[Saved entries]
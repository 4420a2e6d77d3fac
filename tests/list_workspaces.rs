use std::fs;
use std::path::Path;
use tempfile::tempdir;
use vscode_workspaces::launch_spec::EditorConfig;
use vscode_workspaces::{RegistryError, RegistryStore, Scheme, WorkspaceService};

fn write_registry(path: &Path, keys: &[&str]) {
    // Built by hand: key order matters and `serde_json::Map` would sort it.
    let workspaces: Vec<String> = keys
        .iter()
        .map(|k| format!("{}:{{}}", serde_json::to_string(k).unwrap()))
        .collect();
    let doc = format!(
        r#"{{"profileAssociations":{{"workspaces":{{{}}}}}}}"#,
        workspaces.join(",")
    );
    fs::write(path, doc).unwrap();
}

fn service(registry: &Path, home: Option<&Path>) -> WorkspaceService {
    WorkspaceService::new(
        RegistryStore::new(registry),
        EditorConfig::default(),
        home.map(Path::to_path_buf),
    )
}

#[test]
fn lists_newest_first_with_names() {
    let dir = tempdir().unwrap();
    let project = dir.path().join("project");
    fs::create_dir(&project).unwrap();
    let project_uri = format!("file://{}", project.display());
    let project = project.to_string_lossy().to_string();
    let registry = dir.path().join("storage.json");
    write_registry(
        &registry,
        &[
            "vscode-remote://ssh-remote+devbox/home/me/api",
            &project,
            "dev-container://abc",
        ],
    );

    let entries = service(&registry, None).list_workspaces().unwrap();
    let names: Vec<&str> = entries.iter().map(|e| e.display_name.as_str()).collect();
    assert_eq!(
        names,
        vec!["dev-container://abc", "project", "[SHH: devbox] ~/api"]
    );
    assert_eq!(entries[1].identifier.scheme(), Scheme::LocalPath);
    assert!(entries[1].exists_on_disk);
    assert!(entries.iter().all(|e| !e.display_name.is_empty()));

    write_registry(&registry, &[&project_uri]);
    let entries = service(&registry, Some(dir.path())).list_workspaces().unwrap();
    assert_eq!(entries[0].display_name, "~/project");
    assert_eq!(entries[0].identifier.scheme(), Scheme::LocalFileUri);
}

#[test]
fn missing_local_entries_are_skipped() {
    let dir = tempdir().unwrap();
    let registry = dir.path().join("storage.json");
    let gone = dir.path().join("gone").to_string_lossy().to_string();
    let gone_uri = format!("file://{gone}");
    write_registry(&registry, &[&gone, &gone_uri]);

    let entries = service(&registry, None).list_workspaces().unwrap();
    assert!(entries.is_empty());
}

#[test]
fn home_relative_entries_resolve_against_home() {
    let home = tempdir().unwrap();
    fs::create_dir(home.path().join("code")).unwrap();
    let registry = home.path().join("storage.json");
    write_registry(&registry, &["~/code", "~/missing"]);

    let entries = service(&registry, Some(home.path()))
        .list_workspaces()
        .unwrap();
    assert_eq!(entries.len(), 1);
    assert_eq!(entries[0].display_name, "code");
}

#[test]
fn percent_encoded_keys_are_decoded() {
    let dir = tempdir().unwrap();
    let registry = dir.path().join("storage.json");
    write_registry(
        &registry,
        &["vscode-remote%3A%2F%2Fssh-remote%2Bbox%2Fhome%2Fme%2Fmy%20app"],
    );
    let entries = service(&registry, None).list_workspaces().unwrap();
    assert_eq!(entries[0].display_name, "[SHH: box] ~/my app");
    assert_eq!(
        entries[0].identifier.raw().as_str(),
        "vscode-remote%3A%2F%2Fssh-remote%2Bbox%2Fhome%2Fme%2Fmy%20app"
    );
}

#[test]
fn listing_is_repeatable_and_read_only() {
    let dir = tempdir().unwrap();
    let registry = dir.path().join("storage.json");
    write_registry(
        &registry,
        &[
            "vscode-remote://ssh-remote+a/home/u/one",
            "vscode-remote://ssh-remote+b/home/u/two",
        ],
    );
    let before = fs::read_to_string(&registry).unwrap();
    let svc = service(&registry, None);
    let first = svc.list_workspaces().unwrap();
    let second = svc.list_workspaces().unwrap();
    assert_eq!(first, second);
    assert_eq!(first.len(), 2);
    assert_eq!(fs::read_to_string(&registry).unwrap(), before);
}

#[test]
fn no_registry_means_no_workspaces() {
    let dir = tempdir().unwrap();
    let entries = service(&dir.path().join("absent.json"), None)
        .list_workspaces()
        .unwrap();
    assert!(entries.is_empty());
}

#[test]
fn malformed_registry_is_reported() {
    let dir = tempdir().unwrap();
    let registry = dir.path().join("storage.json");
    fs::write(&registry, "garbage").unwrap();
    assert!(matches!(
        service(&registry, None).list_workspaces(),
        Err(RegistryError::Parse { .. })
    ));
}

#[test]
fn clear_all_then_list_is_empty() {
    let dir = tempdir().unwrap();
    let registry = dir.path().join("storage.json");
    write_registry(&registry, &["vscode-remote://ssh-remote+a/home/u/one"]);
    let svc = service(&registry, None);
    svc.clear_all().unwrap();
    assert!(svc.list_workspaces().unwrap().is_empty());
}

#[test]
fn clear_all_failure_is_reported_and_nothing_changes() {
    let dir = tempdir().unwrap();
    let registry = dir.path().join("storage.json");
    write_registry(&registry, &["vscode-remote://ssh-remote+a/home/u/one"]);
    let before = fs::read_to_string(&registry).unwrap();
    fs::create_dir(dir.path().join("storage.json.tmp")).unwrap();
    fs::write(dir.path().join("storage.json.tmp").join("keep"), "x").unwrap();

    let svc = service(&registry, None);
    assert!(matches!(svc.clear_all(), Err(RegistryError::Write { .. })));
    assert_eq!(fs::read_to_string(&registry).unwrap(), before);
    assert_eq!(svc.list_workspaces().unwrap().len(), 1);
}

#[test]
fn remove_forgets_one_workspace() {
    let dir = tempdir().unwrap();
    let registry = dir.path().join("storage.json");
    write_registry(
        &registry,
        &[
            "vscode-remote://ssh-remote+a/home/u/one",
            "vscode-remote%3A%2F%2Fssh-remote%2Bb%2Fhome%2Fu%2Ftwo",
        ],
    );
    let svc = service(&registry, None);
    let entries = svc.list_workspaces().unwrap();
    assert_eq!(entries[0].display_name, "[SHH: b] ~/two");
    assert!(svc.remove(&entries[0].identifier).unwrap());

    let names: Vec<String> = svc
        .list_workspaces()
        .unwrap()
        .into_iter()
        .map(|e| e.display_name)
        .collect();
    assert_eq!(names, vec!["[SHH: a] ~/one"]);
}

#[test]
fn workspace_files_are_listed_without_suffix() {
    let dir = tempdir().unwrap();
    let file = dir.path().join("team.code-workspace");
    fs::write(&file, "{}").unwrap();
    let registry = dir.path().join("storage.json");
    let key = file.to_string_lossy().to_string();
    write_registry(&registry, &[key.as_str()]);
    let entries = service(&registry, None).list_workspaces().unwrap();
    assert_eq!(entries[0].display_name, "team");
}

_What this task involves_
The answer must be a word-for-word restatement of the records.

_Written answer_
repository 4420a2e6d77d3fac
filename tests/list_workspaces.rs
use std::fs;
use std::path::Path;
use tempfile::tempdir;
use vscode_workspaces::launch_spec::EditorConfig;
use vscode_workspaces::{RegistryError, RegistryStore, Scheme, WorkspaceService};

fn write_registry(path: &Path, keys: &[&str]) {
    // Built by hand: key order matters and `serde_json::Map` would sort it.
    let workspaces: Vec<String> = keys
        .iter()
        .map(|k| format!("{}:{{}}", serde_json::to_string(k).unwrap()))
        .collect();
    let doc = format!(
        r#"{{"profileAssociations":{{"workspaces":{{{}}}}}}}"#,
        workspaces.join(",")
    );
    fs::write(path, doc).unwrap();
}

fn service(registry: &Path, home: Option<&Path>) -> WorkspaceService {
    WorkspaceService::new(
        RegistryStore::new(registry),
        EditorConfig::default(),
        home.map(Path::to_path_buf),
    )
}

#[test]
fn lists_newest_first_with_names() {
    let dir = tempdir().unwrap();
    let project = dir.path().join("project");
    fs::create_dir(&project).unwrap();
    let project_uri = format!("file://{}", project.display());
    let project = project.to_string_lossy().to_string();
    let registry = dir.path().join("storage.json");
    write_registry(
        &registry,
        &[
            "vscode-remote://ssh-remote+devbox/home/me/api",
            &project,
            "dev-container://abc",
        ],
    );

    let entries = service(&registry, None).list_workspaces().unwrap();
    let names: Vec<&str> = entries.iter().map(|e| e.display_name.as_str()).collect();
    assert_eq!(
        names,
        vec!["dev-container://abc", "project", "[SHH: devbox] ~/api"]
    );
    assert_eq!(entries[1].identifier.scheme(), Scheme::LocalPath);
    assert!(entries[1].exists_on_disk);
    assert!(entries.iter().all(|e| !e.display_name.is_empty()));

    write_registry(&registry, &[&project_uri]);
    let entries = service(&registry, Some(dir.path())).list_workspaces().unwrap();
    assert_eq!(entries[0].display_name, "~/project");
    assert_eq!(entries[0].identifier.scheme(), Scheme::LocalFileUri);
}

#[test]
fn missing_local_entries_are_skipped() {
    let dir = tempdir().unwrap();
    let registry = dir.path().join("storage.json");
    let gone = dir.path().join("gone").to_string_lossy().to_string();
    let gone_uri = format!("file://{gone}");
    write_registry(&registry, &[&gone, &gone_uri]);

    let entries = service(&registry, None).list_workspaces().unwrap();
    assert!(entries.is_empty());
}

#[test]
fn home_relative_entries_resolve_against_home() {
    let home = tempdir().unwrap();
    fs::create_dir(home.path().join("code")).unwrap();
    let registry = home.path().join("storage.json");
    write_registry(&registry, &["~/code", "~/missing"]);

    let entries = service(&registry, Some(home.path()))
        .list_workspaces()
        .unwrap();
    assert_eq!(entries.len(), 1);
    assert_eq!(entries[0].display_name, "code");
}

#[test]
fn percent_encoded_keys_are_decoded() {
    let dir = tempdir().unwrap();
    let registry = dir.path().join("storage.json");
    write_registry(
        &registry,
        &["vscode-remote%3A%2F%2Fssh-remote%2Bbox%2Fhome%2Fme%2Fmy%20app"],
    );
    let entries = service(&registry, None).list_workspaces().unwrap();
    assert_eq!(entries[0].display_name, "[SHH: box] ~/my app");
    assert_eq!(
        entries[0].identifier.raw().as_str(),
        "vscode-remote%3A%2F%2Fssh-remote%2Bbox%2Fhome%2Fme%2Fmy%20app"
    );
}

#[test]
fn listing_is_repeatable_and_read_only() {
    let dir = tempdir().unwrap();
    let registry = dir.path().join("storage.json");
    write_registry(
        &registry,
        &[
            "vscode-remote://ssh-remote+a/home/u/one",
            "vscode-remote://ssh-remote+b/home/u/two",
        ],
    );
    let before = fs::read_to_string(&registry).unwrap();
    let svc = service(&registry, None);
    let first = svc.list_workspaces().unwrap();
    let second = svc.list_workspaces().unwrap();
    assert_eq!(first, second);
    assert_eq!(first.len(), 2);
    assert_eq!(fs::read_to_string(&registry).unwrap(), before);
}

#[test]
fn no_registry_means_no_workspaces() {
    let dir = tempdir().unwrap();
    let entries = service(&dir.path().join("absent.json"), None)
        .list_workspaces()
        .unwrap();
    assert!(entries.is_empty());
}

#[test]
fn malformed_registry_is_reported() {
    let dir = tempdir().unwrap();
    let registry = dir.path().join("storage.json");
    fs::write(&registry, "garbage").unwrap();
    assert!(matches!(
        service(&registry, None).list_workspaces(),
        Err(RegistryError::Parse { .. })
    ));
}

#[test]
fn clear_all_then_list_is_empty() {
    let dir = tempdir().unwrap();
    let registry = dir.path().join("storage.json");
    write_registry(&registry, &["vscode-remote://ssh-remote+a/home/u/one"]);
    let svc = service(&registry, None);
    svc.clear_all().unwrap();
    assert!(svc.list_workspaces().unwrap().is_empty());
}

#[test]
fn clear_all_failure_is_reported_and_nothing_changes() {
    let dir = tempdir().unwrap();
    let registry = dir.path().join("storage.json");
    write_registry(&registry, &["vscode-remote://ssh-remote+a/home/u/one"]);
    let before = fs::read_to_string(&registry).unwrap();
    fs::create_dir(dir.path().join("storage.json.tmp")).unwrap();
    fs::write(dir.path().join("storage.json.tmp").join("keep"), "x").unwrap();

    let svc = service(&registry, None);
    assert!(matches!(svc.clear_all(), Err(RegistryError::Write { .. })));
    assert_eq!(fs::read_to_string(&registry).unwrap(), before);
    assert_eq!(svc.list_workspaces().unwrap().len(), 1);
}

#[test]
fn remove_forgets_one_workspace() {
    let dir = tempdir().unwrap();
    let registry = dir.path().join("storage.json");
    write_registry(
        &registry,
        &[
            "vscode-remote://ssh-remote+a/home/u/one",
            "vscode-remote%3A%2F%2Fssh-remote%2Bb%2Fhome%2Fu%2Ftwo",
        ],
    );
    let svc = service(&registry, None);
    let entries = svc.list_workspaces().unwrap();
    assert_eq!(entries[0].display_name, "[SHH: b] ~/two");
    assert!(svc.remove(&entries[0].identifier).unwrap());

    let names: Vec<String> = svc
        .list_workspaces()
        .unwrap()
        .into_iter()
        .map(|e| e.display_name)
        .collect();
    assert_eq!(names, vec!["[SHH: a] ~/one"]);
}

#[test]
fn workspace_files_are_listed_without_suffix() {
    let dir = tempdir().unwrap();
    let file = dir.path().join("team.code-workspace");
    fs::write(&file, "{}").unwrap();
    let registry = dir.path().join("storage.json");
    let key = file.to_string_lossy().to_string();
    write_registry(&registry, &[key.as_str()]);
    let entries = service(&registry, None).list_workspaces().unwrap();
    assert_eq!(entries[0].display_name, "team");
}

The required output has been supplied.